◆ Assignment: Gather each line of the records where "airline" appears.

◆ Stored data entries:

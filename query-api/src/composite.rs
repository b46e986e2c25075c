// Copyright (c) James Kassemi, SC, US. All rights reserved.
use std::str::FromStr;

use core_types::Address;
use percent_encoding::percent_decode_str;

use crate::QueryError;

/// `airline.flight.timestamp` path segment naming one flight.
#[derive(Debug, Clone, PartialEq, Eq)]
pub struct Composite {
    pub airline: Address,
    pub flight: String,
    pub timestamp: u64,
}

impl Composite {
    /// Parses a raw URL path segment, percent-decoding it first.
    pub fn from_path_segment(raw: &str) -> Result<Self, QueryError> {
        let decoded = percent_decode_str(raw)
            .decode_utf8()
            .map_err(|err| QueryError::Malformed(format!("invalid path segment {raw:?}: {err}")))?;
        decoded.parse()
    }
}

impl FromStr for Composite {
    type Err = QueryError;

    fn from_str(segment: &str) -> Result<Self, Self::Err> {
        let parts: Vec<&str> = segment.split('.').collect();
        let [airline, flight, timestamp] = parts.as_slice() else {
            return Err(QueryError::Malformed(format!(
                "expected airline.flight.timestamp, got {segment:?}"
            )));
        };
        let airline = airline
            .parse::<Address>()
            .map_err(|err| QueryError::Malformed(format!("invalid airline {airline:?}: {err}")))?;
        if flight.is_empty() {
            return Err(QueryError::Malformed("empty flight code".to_string()));
        }
        let timestamp = timestamp.parse::<u64>().map_err(|err| {
            QueryError::Malformed(format!("invalid timestamp {timestamp:?}: {err}"))
        })?;
        Ok(Self {
            airline,
            flight: flight.to_string(),
            timestamp,
        })
    }
}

◆ Result:
/// `airline.flight.timestamp` path segment naming one flight.
    pub airline: Address,
        let [airline, flight, timestamp] = parts.as_slice() else {
                "expected airline.flight.timestamp, got {segment:?}"
        let airline = airline
            .map_err(|err| QueryError::Malformed(format!("invalid airline {airline:?}: {err}")))?;
            airline,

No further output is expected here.